Young people are the keystones of any culture. Youthful energy is needed to get work done in society. We provide new ideas, physical labor, laughter, the human connection to the future and the world community, and the push for reform and change in society.

So, in the United States, why are teen-agers considered nuisances? Why do we have one of the highest youth suicide rates in the world? Why are we spending $267 billion on the military to train youth to kill, and $42 billion on all other education? How can our government claim to provide security when its priorities place young people near the bottom of an expendable pile?

This past January, 17 young adults of many faiths and nationalities came together at Kirkridge retreat center in Pennsylvania for Fellowship of Reconciliation’s Peacemaker Training Institute (PTI), a weeklong nonviolence training program to engage youth in exploring activism.

Our training provided us with the space to get to know other equally passionate young people. At Kirkridge, we met students who have started their own campus groups to address some of the root causes of violence and insecurity: poverty, homophobia, hunger, human rights abuses, and their college’s investments in the military. They have founded their own peer mediation programs, support groups for rape victims, magazines, and peace and justice radio shows.

WOULD THAT nonviolence training was required for all students, and that the way of nonviolence practiced by Jesus, Dorothy Day, Gandhi, Muriel Lester, and Martin Luther King Jr. would be as much a part of our culture as commercial advertising. During our training, we visited a community-supported agriculture project and a women’s shelter, as well as sheet-rocked for a day with Habitat for Humanity. Training like this helps young people realize that although so many of the problems in society seem overwhelming, each one of us has the power to take action to create change.

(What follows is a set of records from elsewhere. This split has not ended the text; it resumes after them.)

use chrono::{DateTime, Utc};
use serde_json::{Map, Value};
use std::collections::BTreeMap;
use std::collections::VecDeque;
use std::sync::Mutex;

use crate::component::merge_dict;
use crate::observer::{ObserverList, Subscription};

/// Default bound on the number of queued changes per component.
pub const DEFAULT_MAX_CHANGES_PER_COMPONENT: usize = 100;

/// A timestamped state patch recorded for one component.
#[derive(Debug, Clone, PartialEq)]
pub struct StateChange {
    pub timestamp: DateTime<Utc>,
    pub component: String,
    pub changed_properties: Map<String, Value>,
}

#[derive(Default)]
struct LogInner {
    queues: BTreeMap<String, VecDeque<(DateTime<Utc>, Map<String, Value>)>>,
    last_update_id: u64,
}

/// Accumulates per-component state deltas until the cloud engine drains
/// them. Every recorded update increments a monotonically increasing update
/// id; subscribers learn which id the server has durably acknowledged.
pub struct StateChangeLog {
    inner: Mutex<LogInner>,
    max_per_component: usize,
    server_acked: ObserverList<u64>,
}

impl Default for StateChangeLog {
    fn default() -> Self {
        Self::with_capacity(DEFAULT_MAX_CHANGES_PER_COMPONENT)
    }
}

impl StateChangeLog {
    pub fn new() -> Self {
        Self::default()
    }

    pub fn with_capacity(max_per_component: usize) -> Self {
        StateChangeLog {
            inner: Mutex::new(LogInner::default()),
            max_per_component: max_per_component.max(2),
            server_acked: ObserverList::new(),
        }
    }

    /// Record a state delta for `component`. Returns the new update id.
    ///
    /// When a component's queue exceeds its bound, the two oldest entries
    /// are merged by key-wise union (newer values win, the earlier timestamp
    /// is kept) until the queue fits again.
    pub fn record(
        &self,
        component: &str,
        timestamp: DateTime<Utc>,
        patch: Map<String, Value>,
    ) -> u64 {
        let mut inner = self.lock();
        inner.last_update_id += 1;
        let id = inner.last_update_id;
        let max = self.max_per_component;
        let queue = inner.queues.entry(component.to_string()).or_default();
        queue.push_back((timestamp, patch));
        while queue.len() > max {
            // Both pops succeed: len > max >= 2.
            let (Some((ts0, mut oldest)), Some((_, second))) =
                (queue.pop_front(), queue.pop_front())
            else {
                break;
            };
            merge_dict(&mut oldest, &second);
            queue.push_front((ts0, oldest));
        }
        id
    }

    /// Take all recorded changes, sorted by timestamp across components,
    /// along with the update id they run up to.
    pub fn drain(&self) -> (u64, Vec<StateChange>) {
        let mut inner = self.lock();
        let mut changes: Vec<StateChange> = Vec::new();
        for (component, queue) in std::mem::take(&mut inner.queues) {
            for (timestamp, changed_properties) in queue {
                changes.push(StateChange {
                    timestamp,
                    component: component.clone(),
                    changed_properties,
                });
            }
        }
        changes.sort_by_key(|c| c.timestamp);
        (inner.last_update_id, changes)
    }

    pub fn last_update_id(&self) -> u64 {
        self.lock().last_update_id
    }

    pub fn is_empty(&self) -> bool {
        self.lock().queues.is_empty()
    }

    /// Announce that changes up through `update_id` are durable on the
    /// server.
    pub fn notify_updated_on_server(&self, update_id: u64) {
        self.server_acked.notify(&update_id);
    }

    /// Subscribe to server acknowledgements. A subscriber added while the
    /// log is empty is immediately told the current update id.
    pub fn on_server_ack(
        &self,
        callback: impl Fn(&u64) + Send + Sync + 'static,
    ) -> Subscription {
        let current = {
            let inner = self.lock();
            inner.queues.is_empty().then_some(inner.last_update_id)
        };
        if let Some(id) = current {
            callback(&id);
        }
        self.server_acked.add(callback)
    }

    fn lock(&self) -> std::sync::MutexGuard<'_, LogInner> {
        self.inner.lock().unwrap_or_else(|e| e.into_inner())
    }
}

#[cfg(test)]
mod tests {
    use super::*;
    use serde_json::json;

    fn props(value: Value) -> Map<String, Value> {
        value.as_object().cloned().unwrap_or_default()
    }

    #[test]
    fn update_ids_are_monotonic() {
        let log = StateChangeLog::new();
        let t = Utc::now();
        assert_eq!(log.record("a", t, props(json!({"t.p": 1}))), 1);
        assert_eq!(log.record("b", t, props(json!({"t.p": 2}))), 2);
        let (id, changes) = log.drain();
        assert_eq!(id, 2);
        assert_eq!(changes.len(), 2);
        assert!(log.is_empty());
        // Changes recorded after a drain get larger ids.
        assert_eq!(log.record("a", t, props(json!({"t.p": 3}))), 3);
    }

    #[test]
    fn drain_sorts_across_components_by_timestamp() {
        let log = StateChangeLog::new();
        let t0 = Utc::now();
        let t1 = t0 + chrono::Duration::seconds(1);
        let t2 = t0 + chrono::Duration::seconds(2);
        log.record("b", t1, props(json!({"x": 1})));
        log.record("a", t2, props(json!({"y": 2})));
        log.record("a", t0, props(json!({"z": 3})));

        let (_, changes) = log.drain();
        let order: Vec<&str> = changes.iter().map(|c| c.component.as_str()).collect();
        assert_eq!(order, ["a", "b", "a"]);
    }

    #[test]
    fn overflow_merges_oldest_pair() {
        let log = StateChangeLog::with_capacity(2);
        let t0 = Utc::now();
        let t1 = t0 + chrono::Duration::seconds(1);
        let t2 = t0 + chrono::Duration::seconds(2);
        log.record("a", t0, props(json!({"p": 1, "q": 1})));
        log.record("a", t1, props(json!({"p": 2})));
        log.record("a", t2, props(json!({"r": 3})));

        let (_, changes) = log.drain();
        assert_eq!(changes.len(), 2);
        // Oldest two merged; the newer value of "p" won, the earlier
        // timestamp survived.
        assert_eq!(changes[0].timestamp, t0);
        assert_eq!(
            Value::Object(changes[0].changed_properties.clone()),
            json!({"p": 2, "q": 1})
        );
        assert_eq!(changes[1].timestamp, t2);
    }

    #[test]
    fn empty_log_acks_subscribers_immediately() {
        let log = StateChangeLog::new();
        let t = Utc::now();
        log.record("a", t, props(json!({"p": 1})));
        log.drain();

        let seen = std::sync::Arc::new(Mutex::new(None));
        let seen2 = seen.clone();
        let _sub = log.on_server_ack(move |id| {
            *seen2.lock().unwrap() = Some(*id);
        });
        assert_eq!(*seen.lock().unwrap(), Some(1));
    }

    #[test]
    fn non_empty_log_defers_ack() {
        let log = StateChangeLog::new();
        log.record("a", Utc::now(), props(json!({"p": 1})));

        let seen = std::sync::Arc::new(Mutex::new(None));
        let seen2 = seen.clone();
        let _sub = log.on_server_ack(move |id| {
            *seen2.lock().unwrap() = Some(*id);
        });
        assert_eq!(*seen.lock().unwrap(), None);

        log.notify_updated_on_server(1);
        assert_eq!(*seen.lock().unwrap(), Some(1));
    }
}
use thiserror::Error;

#[derive(Debug, Error)]
pub enum CloudError {
    #[error("no valid device registration record found")]
    NotRegistered,

    #[error("unexpected response from the cloud: {0}")]
    UnexpectedResponse(String),

    #[error("oauth error '{code}': {message}")]
    OAuth { code: String, message: String },

    #[error("cloud rejected the request: {code}: {message}")]
    Server { code: String, message: String },

    #[error("http transport failure: {0}")]
    Transport(String),
}

impl CloudError {
    pub fn has_server_code(&self, expected: &str) -> bool {
        matches!(self, CloudError::Server { code, .. } if code == expected)
    }
}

One member of our PTI group was in Columbus, Ohio, a month later, among the many students who gave up classes for the day for a firsthand education in the delusions of "security." She witnessed a youthful "uprising" when top administration officials, threatening an air strike campaign against Iraq at the "international town hall meeting," failed to hold back our outrage against using the lives of innocent Iraqi people as bargaining chips in a spat between two headstrong politicians. Before that seminal event, the mainstream media had effectively ignored the anti-war movement percolating in every corner of the nation. They could no longer do so once the national government had been pinned by the simple, incisive questions that young people asked on behalf of the world: "Is it moral to bomb Iraq?" "Why is our foreign policy so inconsistent?" "How can you sleep at night?"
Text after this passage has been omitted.